Misalnya separti pada kasus di atas; karena tarikan pasar yang kuat atas
buku-buku how to yang instan bercirikan copy-paste itu, masyarakat jadi
mudah terpukau, dengan iming-iming
sampul yang menjanjikan itu, dan ia akan welcome dan konsumtif sehingga mereka
tergiring dan terperosok menjadi serdadu pasar yang setia. Di satu sisi,
ironisnya lagi, pelaku industri buku, kebanyakan bukanlah orang yang mecintai
ilmu pengetahuan, melainkan mereka yang mecintai kekayaan secara berlebihan dan
ingin memutar kapitalnya untuk mengeruk keuntungan di industri buku.
Dampak
dari pelaku industri buku model ini, sungguh akibatnya tidak bisa diremehkan,
karena ke depan mereka sadar, atau tidak sadar sedang mencoba melakukan usaha
pembodohan secara massal pada masyarakat, karena sejatinya masyarakatlah yang
merasakan dampaknya secara langsung, terlebih adalah para pelajar dan
mahasiswa. Karena industri buku model seperti ini sama sekali tidak
mengedepankan mutu atau isi buku sebagai suplemen pengetahuan, sehingga memilah
penulis-penulis yang profesional nya di bidangnya masing-masing, akan tetapi
mencari penulis yang bisa bermain akrobat, dengan cara apapun asalkankan jadi.
Seharusnya
kita semua mesti menundukkan kepala dan malu sebagai sebuah bangsa yang besar.
Bukankah dengan keseragaman buku-buku instan itu mencerminkan, tidak saja
sedang terjadi multi-krisis terhadap nilai-nilai bangsa dan perikehidupan yang
sesungguhnya, tapi juga memberi tanda seru atas kemiskinan intelektual negeri
besar ini dengan ratusan juta penduduknya.
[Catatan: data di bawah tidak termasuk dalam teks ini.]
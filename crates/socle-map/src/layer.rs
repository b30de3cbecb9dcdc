//! Override layers.
//!
//! An override layer is a plain data value: an ordered list of changes a
//! board variant or build configuration applies on top of the layers beneath
//! it. Layers never mutate shared tables; [`crate::MemoryMapBuilder`] folds
//! them into a fresh map.

use serde::{Deserialize, Serialize};

use crate::region::AddressRegion;

/// A single change to a named region.
#[derive(Debug, Clone, PartialEq, Eq, Serialize, Deserialize)]
#[serde(tag = "op", rename_all = "kebab-case")]
pub enum RegionOverride {
    /// Insert the region, or replace an existing region of the same name wholesale.
    Replace(AddressRegion),
    /// Move and/or resize an existing region by signed deltas.
    #[serde(rename_all = "kebab-case")]
    Adjust {
        name: String,
        #[serde(default)]
        base_delta: i64,
        #[serde(default)]
        size_delta: i64,
    },
}

impl RegionOverride {
    /// Name of the region this override targets.
    pub fn target(&self) -> &str {
        match self {
            RegionOverride::Replace(region) => &region.name,
            RegionOverride::Adjust { name, .. } => name,
        }
    }
}

/// A named, ordered set of region overrides.
#[derive(Debug, Clone, Default, PartialEq, Eq, Serialize, Deserialize)]
#[serde(rename_all = "kebab-case")]
pub struct OverrideLayer {
    /// Layer name, used in diagnostics (e.g., "board", "config", "peripherals").
    pub name: String,
    /// Changes, applied in order.
    #[serde(default)]
    pub overrides: Vec<RegionOverride>,
}

impl OverrideLayer {
    /// Create an empty layer.
    pub fn new(name: impl Into<String>) -> Self {
        Self {
            name: name.into(),
            overrides: Vec::new(),
        }
    }

    /// Build a layer that inserts every region in `regions`.
    pub fn from_regions(name: impl Into<String>, regions: impl IntoIterator<Item = AddressRegion>) -> Self {
        let mut layer = Self::new(name);
        layer
            .overrides
            .extend(regions.into_iter().map(RegionOverride::Replace));
        layer
    }

    /// Append a wholesale replacement (or insertion).
    pub fn replace(mut self, region: AddressRegion) -> Self {
        self.overrides.push(RegionOverride::Replace(region));
        self
    }

    /// Append a base/size adjustment.
    pub fn adjust(mut self, name: impl Into<String>, base_delta: i64, size_delta: i64) -> Self {
        self.overrides.push(RegionOverride::Adjust {
            name: name.into(),
            base_delta,
            size_delta,
        });
        self
    }

    /// Append an arbitrary override.
    pub fn push(&mut self, change: RegionOverride) {
        self.overrides.push(change);
    }

    pub fn is_empty(&self) -> bool {
        self.overrides.is_empty()
    }

    pub fn iter(&self) -> impl Iterator<Item = &RegionOverride> {
        self.overrides.iter()
    }
}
Dan fenomena ini semakin
menceriminkan peradaban kita sekarang yang ada hanyalah berjalan menuju
peradaban hedonis yang tercipta dari budaya massa (mass culture) dan budaya
populer (pop culture) yang lebih bersifat melayani dan mengambil keuntungan
sesaat berupa materi dari publik.
Terkait
dengan itu, cendekiawan Ali Syariati mengingatkan kita semua: “Buku itu seperti
makanan, tetapi makanan untuk jiwa dan pikiran. Buku adalah obat untuk luka,
penyakit, dan kelemahan-kelemahan perasaan dan pikiran manusia. Jika buku
mengandung racun, jika buku dipalsukan, akan timbul bahaya kerusakan yang
sangat besar.” Semoga kita, dan juga pemerintah tak menganggap buku hanya persoalan
pasar semata, sehingga bangsa ini akan menjadi bangsa terbelakang, gagap
pengetahuan dan miskin peradaban. Semoga!
Oleh Aguk Irawan MN, Peminat
buku dan pengamat kebudayaan, tinggal di Bantul.